— PROBLEM DETAILS —
Return the records exactly, from the first line through the "are trimmed planar" line.

Collected data entries:
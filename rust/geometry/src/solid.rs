// This Source Code Form is subject to the terms of the Mozilla Public
// License, v. 2.0. If a copy of the MPL was not distributed with this
// file, You can obtain one at https://mozilla.org/MPL/2.0/.

//! Extrusion of a closed outline into IGES trimmed-surface solids.
//!
//! Each line segment becomes a planar wall patch; arcs and circles become
//! cylindrical patches, at most a quarter turn each so a full circle is a
//! four-patch parameterization. The top and bottom are trimmed planar
//! patches whose outer boundary is the outline and whose inner boundaries
//! are its holes. Every face is an E144 over an E128 surface, bounded by
//! an E142 that carries both a parameter-space composite (E126 curves)
//! and a model-space composite (E110 lines, E100 arcs, E126 where a
//! reversed arc cannot be expressed as an E100).

use crate::error::{Error, Result};
use crate::outline::{Orientation, Outline, OutlineState};
use crate::segment::{Segment, SegmentKind};
use iges_lite_core::entities::surface::{CURVE_CREATION_PROJECTION, CURVE_PREF_EITHER};
use iges_lite_core::entities::{
    CircularArc, CompositeCurve, CurveOnSurface, Line, NurbsCurve, NurbsSurface, TrimmedSurface,
};
use iges_lite_core::{Dependency, EntityKey, EntityRef, Model, Payload};
use nalgebra::{Point2, Point3, Vector3};
use std::f64::consts::PI;

/// Extrude a closed outline between two z heights, emitting the side,
/// top, and bottom trimmed surfaces into the model. Returns the keys of
/// the E144 faces.
pub fn extrude_outline(
    outline: &Outline,
    top_z: f64,
    bot_z: f64,
    model: &mut Model,
) -> Result<Vec<EntityKey>> {
    if outline.state() == OutlineState::Open {
        return Err(Error::NotClosed("extrusion requires a closed outline".to_string()));
    }

    if (top_z - bot_z).abs() < 1e-6 {
        return Err(Error::InvalidExtrusion(
            "top and bottom heights coincide".to_string(),
        ));
    }

    let (top, bot) = if top_z > bot_z {
        (top_z, bot_z)
    } else {
        (bot_z, top_z)
    };

    let mut faces = Vec::new();

    // side walls: outer boundary walks CCW, hole walls CW so the surface
    // normals face away from the material
    for seg in outline.oriented_segments(Orientation::Ccw) {
        faces.extend(emit_walls(model, &seg, top, bot)?);
    }

    for hole in outline.holes() {
        for seg in hole.oriented_segments(Orientation::Cw) {
            faces.extend(emit_walls(model, &seg, top, bot)?);
        }
    }

    faces.push(emit_cap(model, outline, top)?);
    faces.push(emit_cap(model, outline, bot)?);

    Ok(faces)
}

// ============================================================================
// Vertical walls
// ============================================================================

/// Traversal angle span of an arc or circle segment
fn traversal_span(seg: &Segment) -> (f64, f64) {
    if seg.is_cw() {
        (seg.end_angle(), seg.start_angle())
    } else {
        (seg.start_angle(), seg.end_angle())
    }
}

/// Split a traversal span into monotone pieces of at most a quarter turn
fn quarter_spans(from: f64, to: f64) -> Vec<(f64, f64)> {
    let span = to - from;
    let n = ((span.abs() / (0.5 * PI)).ceil() as usize).max(1);
    let step = span / n as f64;

    (0..n)
        .map(|i| (from + step * i as f64, from + step * (i + 1) as f64))
        .collect()
}

fn emit_walls(model: &mut Model, seg: &Segment, top: f64, bot: f64) -> Result<Vec<EntityKey>> {
    match seg.kind() {
        SegmentKind::Line => {
            let face = emit_planar_wall(model, &seg.start(), &seg.end(), top, bot)?;
            Ok(vec![face])
        }
        SegmentKind::Arc | SegmentKind::Circle => {
            let (from, to) = traversal_span(seg);
            let c = seg.center();
            let r = seg.radius();

            let mut out = Vec::new();
            for (a0, a1) in quarter_spans(from, to) {
                out.push(emit_cylinder_patch(model, &c, r, a0, a1, top, bot)?);
            }
            Ok(out)
        }
    }
}

/// A planar wall: bilinear patch with u along the edge and v bottom-to-top
fn emit_planar_wall(
    model: &mut Model,
    start: &Point3<f64>,
    end: &Point3<f64>,
    top: f64,
    bot: f64,
) -> Result<EntityKey> {
    let surface = bilinear_patch(
        model,
        [
            Point3::new(start.x, start.y, bot),
            Point3::new(end.x, end.y, bot),
            Point3::new(start.x, start.y, top),
            Point3::new(end.x, end.y, top),
        ],
    );

    // model-space boundary: bottom edge, up, top edge reversed, down
    let model_curves = vec![
        line_entity(model, Point3::new(start.x, start.y, bot), Point3::new(end.x, end.y, bot)),
        line_entity(model, Point3::new(end.x, end.y, bot), Point3::new(end.x, end.y, top)),
        line_entity(model, Point3::new(end.x, end.y, top), Point3::new(start.x, start.y, top)),
        line_entity(model, Point3::new(start.x, start.y, top), Point3::new(start.x, start.y, bot)),
    ];

    let pcurves = unit_square_pcurves(model);

    emit_face(model, surface, pcurves, model_curves, Vec::new())
}

/// A cylindrical patch over at most a quarter turn, traversed from `a0`
/// to `a1` (either direction) with v bottom-to-top.
fn emit_cylinder_patch(
    model: &mut Model,
    center: &Point3<f64>,
    radius: f64,
    a0: f64,
    a1: f64,
    top: f64,
    bot: f64,
) -> Result<EntityKey> {
    let w = ((a1 - a0) * 0.5).cos();
    let mid = 0.5 * (a0 + a1);

    let at = |a: f64, r: f64, z: f64| {
        Point3::new(center.x + r * a.cos(), center.y + r * a.sin(), z)
    };

    // exact rational quadratic arc extruded linearly in v
    let surface = NurbsSurface {
        upper_index_u: 2,
        upper_index_v: 1,
        degree_u: 2,
        degree_v: 1,
        knots_u: vec![0.0, 0.0, 0.0, 1.0, 1.0, 1.0],
        knots_v: vec![0.0, 0.0, 1.0, 1.0],
        weights: vec![1.0, w, 1.0, 1.0, w, 1.0],
        control_points: vec![
            at(a0, radius, bot),
            at(mid, radius / w, bot),
            at(a1, radius, bot),
            at(a0, radius, top),
            at(mid, radius / w, top),
            at(a1, radius, top),
        ],
        u0: 0.0,
        u1: 1.0,
        v0: 0.0,
        v1: 1.0,
        ..NurbsSurface::default()
    };
    let surface = model.add_entity(Payload::NurbsSurface(surface));

    let model_curves = vec![
        arc_curve_entity(model, center, radius, a0, a1, bot),
        line_entity(model, at(a1, radius, bot), at(a1, radius, top)),
        arc_curve_entity(model, center, radius, a1, a0, top),
        line_entity(model, at(a0, radius, top), at(a0, radius, bot)),
    ];

    let pcurves = unit_square_pcurves(model);

    emit_face(model, surface, pcurves, model_curves, Vec::new())
}

// ============================================================================
// Top and bottom caps
// ============================================================================

/// A trimmed planar face at height z bounded by the outline and its holes
fn emit_cap(model: &mut Model, outline: &Outline, z: f64) -> Result<EntityKey> {
    let (tl, br) = outline.bounds()?;

    // a square patch keeps the model-to-parameter map isotropic, so arcs
    // stay circular in parameter space
    let side = (br.x - tl.x).max(tl.y - br.y);
    let origin = Point2::new(tl.x, br.y);

    let surface = bilinear_patch(
        model,
        [
            Point3::new(origin.x, origin.y, z),
            Point3::new(origin.x + side, origin.y, z),
            Point3::new(origin.x, origin.y + side, z),
            Point3::new(origin.x + side, origin.y + side, z),
        ],
    );

    let outer_segs = outline.oriented_segments(Orientation::Ccw);
    let outer = emit_boundary(model, surface, &outer_segs, z, &origin, side)?;

    let mut inner = Vec::new();
    for hole in outline.holes() {
        let hole_segs = hole.oriented_segments(Orientation::Cw);
        inner.push(emit_boundary(model, surface, &hole_segs, z, &origin, side)?);
    }

    let ts = TrimmedSurface {
        surface: Some(EntityRef::Key(surface)),
        has_outer: true,
        outer: Some(EntityRef::Key(outer)),
        inner: inner.iter().map(|k| EntityRef::Key(*k)).collect(),
    };
    let face = model.add_entity(Payload::TrimmedSurface(ts));

    model.add_reference(face, surface, Dependency::None)?;
    model.add_reference(face, outer, Dependency::Physical)?;
    for k in inner {
        model.add_reference(face, k, Dependency::Physical)?;
    }

    Ok(face)
}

— TASK SOLUTION —
filename rust/geometry/src/solid.rs
// This Source Code Form is subject to the terms of the Mozilla Public
// License, v. 2.0. If a copy of the MPL was not distributed with this
// file, You can obtain one at https://mozilla.org/MPL/2.0/.

//! Extrusion of a closed outline into IGES trimmed-surface solids.
//!
//! Each line segment becomes a planar wall patch; arcs and circles become
//! cylindrical patches, at most a quarter turn each so a full circle is a
//! four-patch parameterization. The top and bottom are trimmed planar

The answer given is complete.